*** Data listing Section Begins ***
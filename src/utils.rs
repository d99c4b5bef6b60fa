//! Utility functions

use std::time::{SystemTime, UNIX_EPOCH};

/// Returns the current wall-clock time in nanoseconds since the Unix epoch.
///
/// Owners use this to produce `timestamp_ns` values for
/// [`crate::MatchingCore::iterate`] and snapshot captures. The matching core
/// itself never consults a clock.
#[must_use]
pub fn current_time_nanos() -> u64 {
    SystemTime::now()
        .duration_since(UNIX_EPOCH)
        .map(|duration| duration.as_nanos() as u64)
        .unwrap_or(0)
}
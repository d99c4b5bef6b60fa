//! Sweep semantics: snapshot stability, ordering, and sink re-entrancy.

use crate::common::{instrument, noop, px};
use matchcore_rs::prelude::*;
use std::sync::atomic::{AtomicUsize, Ordering};
use std::sync::{Arc, Mutex, OnceLock};

#[test]
fn test_sweep_processes_bids_descending_then_asks_ascending() {
    let processed: Arc<Mutex<Vec<i64>>> = Arc::new(Mutex::new(Vec::new()));

    let limit_sink: OrderHandler = {
        let processed = Arc::clone(&processed);
        Arc::new(move |order: &Arc<Order>| {
            processed.lock().unwrap().push(order.priority_key());
        })
    };

    let core = MatchingCore::new(instrument(), noop(), noop(), limit_sink);
    for raw in [9_900, 10_100] {
        core.add_order(Arc::new(Order::limit(
            OrderId::new_uuid(),
            OrderSide::Buy,
            100,
            px(raw),
        )))
        .unwrap();
    }
    for raw in [10_200, 10_050] {
        core.add_order(Arc::new(Order::limit(
            OrderId::new_uuid(),
            OrderSide::Sell,
            100,
            px(raw),
        )))
        .unwrap();
    }

    // Make every order marketable so the sink records the full sweep order.
    core.set_ask_raw(1);
    core.set_bid_raw(1_000_000);
    core.iterate(1);

    assert_eq!(*processed.lock().unwrap(), vec![10_100, 9_900, 10_050, 10_200]);
}

#[test]
fn test_reentrant_delete_does_not_disturb_the_current_sweep() {
    let core_slot: Arc<OnceLock<Arc<MatchingCore>>> = Arc::new(OnceLock::new());
    let fills = Arc::new(AtomicUsize::new(0));

    let first = Arc::new(Order::limit(
        OrderId::from_u64(1),
        OrderSide::Buy,
        100,
        px(10_100),
    ));
    let second = Arc::new(Order::limit(
        OrderId::from_u64(2),
        OrderSide::Buy,
        100,
        px(10_050),
    ));
    let second_id = second.client_order_id();

    // Filling the first order deletes the second from the working set,
    // re-entering the core mid-sweep.
    let limit_sink: OrderHandler = {
        let core_slot = Arc::clone(&core_slot);
        let fills = Arc::clone(&fills);
        Arc::new(move |_order: &Arc<Order>| {
            fills.fetch_add(1, Ordering::Relaxed);
            if let Some(core) = core_slot.get() {
                core.delete_order(&second_id);
            }
        })
    };

    let core = Arc::new(MatchingCore::new(instrument(), noop(), noop(), limit_sink));
    let _ = core_slot.set(Arc::clone(&core));

    core.add_order(Arc::clone(&first)).unwrap();
    core.add_order(Arc::clone(&second)).unwrap();
    core.set_ask_raw(10_000);

    core.iterate(1);

    // Deletion does not reach the snapshot: the second order, never closed,
    // is still matched in the sweep that deleted it.
    assert_eq!(fills.load(Ordering::Relaxed), 2);
    assert!(!core.order_exists(&second_id));
    assert_eq!(core.bid_order_count(), 1);
}

#[test]
fn test_order_added_by_sink_waits_for_the_next_sweep() {
    let core_slot: Arc<OnceLock<Arc<MatchingCore>>> = Arc::new(OnceLock::new());
    let added = Arc::new(Order::limit(
        OrderId::from_u64(2),
        OrderSide::Buy,
        100,
        px(10_200),
    ));

    let limit_sink: OrderHandler = {
        let core_slot = Arc::clone(&core_slot);
        let added = Arc::clone(&added);
        Arc::new(move |order: &Arc<Order>| {
            order.close();
            if let Some(core) = core_slot.get() {
                // Idempotent across sweeps: the duplicate add is rejected.
                let _ = core.add_order(Arc::clone(&added));
            }
        })
    };

    let core = Arc::new(MatchingCore::new(instrument(), noop(), noop(), limit_sink));
    let _ = core_slot.set(Arc::clone(&core));

    let seed = Arc::new(Order::limit(
        OrderId::from_u64(1),
        OrderSide::Buy,
        100,
        px(10_100),
    ));
    core.add_order(Arc::clone(&seed)).unwrap();
    core.set_ask_raw(10_000);

    core.iterate(1);
    // The sink's order entered the working set but not the running sweep.
    assert!(core.order_exists(&added.client_order_id()));
    assert_eq!(added.liquidity_side(), None);

    core.iterate(2);
    assert_eq!(added.liquidity_side(), Some(LiquiditySide::Maker));
    assert!(added.is_closed());
}

#[test]
fn test_orders_deleted_before_the_sweep_are_not_matched() {
    let fills = Arc::new(AtomicUsize::new(0));
    let limit_sink: OrderHandler = {
        let fills = Arc::clone(&fills);
        Arc::new(move |_order: &Arc<Order>| {
            fills.fetch_add(1, Ordering::Relaxed);
        })
    };

    let core = MatchingCore::new(instrument(), noop(), noop(), limit_sink);
    let order = Arc::new(Order::limit(
        OrderId::from_u64(1),
        OrderSide::Buy,
        100,
        px(10_100),
    ));
    core.add_order(Arc::clone(&order)).unwrap();
    core.set_ask_raw(10_000);

    core.delete_order(&order.client_order_id());
    core.iterate(1);

    assert_eq!(fills.load(Ordering::Relaxed), 0);
}

#[test]
fn test_closed_orders_are_skipped() {
    let fills = Arc::new(AtomicUsize::new(0));
    let limit_sink: OrderHandler = {
        let fills = Arc::clone(&fills);
        Arc::new(move |_order: &Arc<Order>| {
            fills.fetch_add(1, Ordering::Relaxed);
        })
    };

    let core = MatchingCore::new(instrument(), noop(), noop(), limit_sink);
    let open = Arc::new(Order::limit(
        OrderId::from_u64(1),
        OrderSide::Buy,
        100,
        px(10_100),
    ));
    let closed = Arc::new(Order::limit(
        OrderId::from_u64(2),
        OrderSide::Buy,
        100,
        px(10_050),
    ));
    closed.close();

    core.add_order(Arc::clone(&open)).unwrap();
    core.add_order(Arc::clone(&closed)).unwrap();
    core.set_ask_raw(10_000);

    core.iterate(1);

    assert_eq!(fills.load(Ordering::Relaxed), 1);
    assert_eq!(closed.liquidity_side(), None);
}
*** Data listing Section Ends ***
Your task is to output the material above exactly.

(Answer to the problem)
filename src/utils.rs
repository d99c4b5bef6b60fa
//! Utility functions

use std::time::{SystemTime, UNIX_EPOCH};

/// Returns the current wall-clock time in nanoseconds since the Unix epoch.
///
/// Owners use this to produce `timestamp_ns` values for
/// [`crate::MatchingCore::iterate`] and snapshot captures. The matching core
/// itself never consults a clock.
#[must_use]
pub fn current_time_nanos() -> u64 {
    SystemTime::now()
        .duration_since(UNIX_EPOCH)
        .map(|duration| duration.as_nanos() as u64)
        .unwrap_or(0)
}
repository d99c4b5bef6b60fa
//! Sweep semantics: snapshot stability, ordering, and sink re-entrancy.

use crate::common::{instrument, noop, px};
use matchcore_rs::prelude::*;
use std::sync::atomic::{AtomicUsize, Ordering};
use std::sync::{Arc, Mutex, OnceLock};

#[test]
fn test_sweep_processes_bids_descending_then_asks_ascending() {
    let processed: Arc<Mutex<Vec<i64>>> = Arc::new(Mutex::new(Vec::new()));

    let limit_sink: OrderHandler = {
        let processed = Arc::clone(&processed);
        Arc::new(move |order: &Arc<Order>| {
            processed.lock().unwrap().push(order.priority_key());
        })
    };

    let core = MatchingCore::new(instrument(), noop(), noop(), limit_sink);
    for raw in [9_900, 10_100] {
        core.add_order(Arc::new(Order::limit(
            OrderId::new_uuid(),
            OrderSide::Buy,
            100,
            px(raw),
        )))
        .unwrap();
    }
    for raw in [10_200, 10_050] {
        core.add_order(Arc::new(Order::limit(
            OrderId::new_uuid(),
            OrderSide::Sell,
            100,
            px(raw),
        )))
        .unwrap();
    }

    // Make every order marketable so the sink records the full sweep order.
    core.set_ask_raw(1);
    core.set_bid_raw(1_000_000);
    core.iterate(1);

    assert_eq!(*processed.lock().unwrap(), vec![10_100, 9_900, 10_050, 10_200]);
}

#[test]
fn test_reentrant_delete_does_not_disturb_the_current_sweep() {
    let core_slot: Arc<OnceLock<Arc<MatchingCore>>> = Arc::new(OnceLock::new());
    let fills = Arc::new(AtomicUsize::new(0));

    let first = Arc::new(Order::limit(
        OrderId::from_u64(1),
        OrderSide::Buy,
        100,
        px(10_100),
    ));
    let second = Arc::new(Order::limit(
        OrderId::from_u64(2),
        OrderSide::Buy,
        100,
        px(10_050),
    ));
    let second_id = second.client_order_id();

    // Filling the first order deletes the second from the working set,
    // re-entering the core mid-sweep.
    let limit_sink: OrderHandler = {
        let core_slot = Arc::clone(&core_slot);
        let fills = Arc::clone(&fills);
        Arc::new(move |_order: &Arc<Order>| {
            fills.fetch_add(1, Ordering::Relaxed);
            if let Some(core) = core_slot.get() {
                core.delete_order(&second_id);
            }
        })
    };

    let core = Arc::new(MatchingCore::new(instrument(), noop(), noop(), limit_sink));
    let _ = core_slot.set(Arc::clone(&core));

    core.add_order(Arc::clone(&first)).unwrap();
    core.add_order(Arc::clone(&second)).unwrap();
    core.set_ask_raw(10_000);

    core.iterate(1);

    // Deletion does not reach the snapshot: the second order, never closed,
    // is still matched in the sweep that deleted it.
    assert_eq!(fills.load(Ordering::Relaxed), 2);
    assert!(!core.order_exists(&second_id));
    assert_eq!(core.bid_order_count(), 1);
}

#[test]
fn test_order_added_by_sink_waits_for_the_next_sweep() {
    let core_slot: Arc<OnceLock<Arc<MatchingCore>>> = Arc::new(OnceLock::new());
    let added = Arc::new(Order::limit(
        OrderId::from_u64(2),
        OrderSide::Buy,
        100,
        px(10_200),
    ));

    let limit_sink: OrderHandler = {
        let core_slot = Arc::clone(&core_slot);
        let added = Arc::clone(&added);
        Arc::new(move |order: &Arc<Order>| {
            order.close();
            if let Some(core) = core_slot.get() {
                // Idempotent across sweeps: the duplicate add is rejected.
                let _ = core.add_order(Arc::clone(&added));
            }
        })
    };

    let core = Arc::new(MatchingCore::new(instrument(), noop(), noop(), limit_sink));
    let _ = core_slot.set(Arc::clone(&core));

    let seed = Arc::new(Order::limit(
        OrderId::from_u64(1),
        OrderSide::Buy,
        100,
        px(10_100),
    ));
    core.add_order(Arc::clone(&seed)).unwrap();
    core.set_ask_raw(10_000);

    core.iterate(1);
    // The sink's order entered the working set but not the running sweep.
    assert!(core.order_exists(&added.client_order_id()));
    assert_eq!(added.liquidity_side(), None);

    core.iterate(2);
    assert_eq!(added.liquidity_side(), Some(LiquiditySide::Maker));
    assert!(added.is_closed());
}

#[test]
fn test_orders_deleted_before_the_sweep_are_not_matched() {
    let fills = Arc::new(AtomicUsize::new(0));
    let limit_sink: OrderHandler = {
        let fills = Arc::clone(&fills);
        Arc::new(move |_order: &Arc<Order>| {
            fills.fetch_add(1, Ordering::Relaxed);
        })
    };

    let core = MatchingCore::new(instrument(), noop(), noop(), limit_sink);
    let order = Arc::new(Order::limit(
        OrderId::from_u64(1),
        OrderSide::Buy,
        100,
        px(10_100),
    ));
    core.add_order(Arc::clone(&order)).unwrap();
    core.set_ask_raw(10_000);

    core.delete_order(&order.client_order_id());
    core.iterate(1);

    assert_eq!(fills.load(Ordering::Relaxed), 0);
}

#[test]
fn test_closed_orders_are_skipped() {
    let fills = Arc::new(AtomicUsize::new(0));
    let limit_sink: OrderHandler = {
        let fills = Arc::clone(&fills);
        Arc::new(move |_order: &Arc<Order>| {
            fills.fetch_add(1, Ordering::Relaxed);
        })
    };

    let core = MatchingCore::new(instrument(), noop(), noop(), limit_sink);
    let open = Arc::new(Order::limit(
        OrderId::from_u64(1),
        OrderSide::Buy,
        100,
        px(10_100),
    ));
    let closed = Arc::new(Order::limit(
        OrderId::from_u64(2),
        OrderSide::Buy,
        100,
        px(10_050),
    ));
    closed.close();

    core.add_order(Arc::clone(&open)).unwrap();
    core.add_order(Arc::clone(&closed)).unwrap();
    core.set_ask_raw(10_000);

    core.iterate(1);

    assert_eq!(fills.load(Ordering::Relaxed), 1);
    assert_eq!(closed.liquidity_side(), None);
}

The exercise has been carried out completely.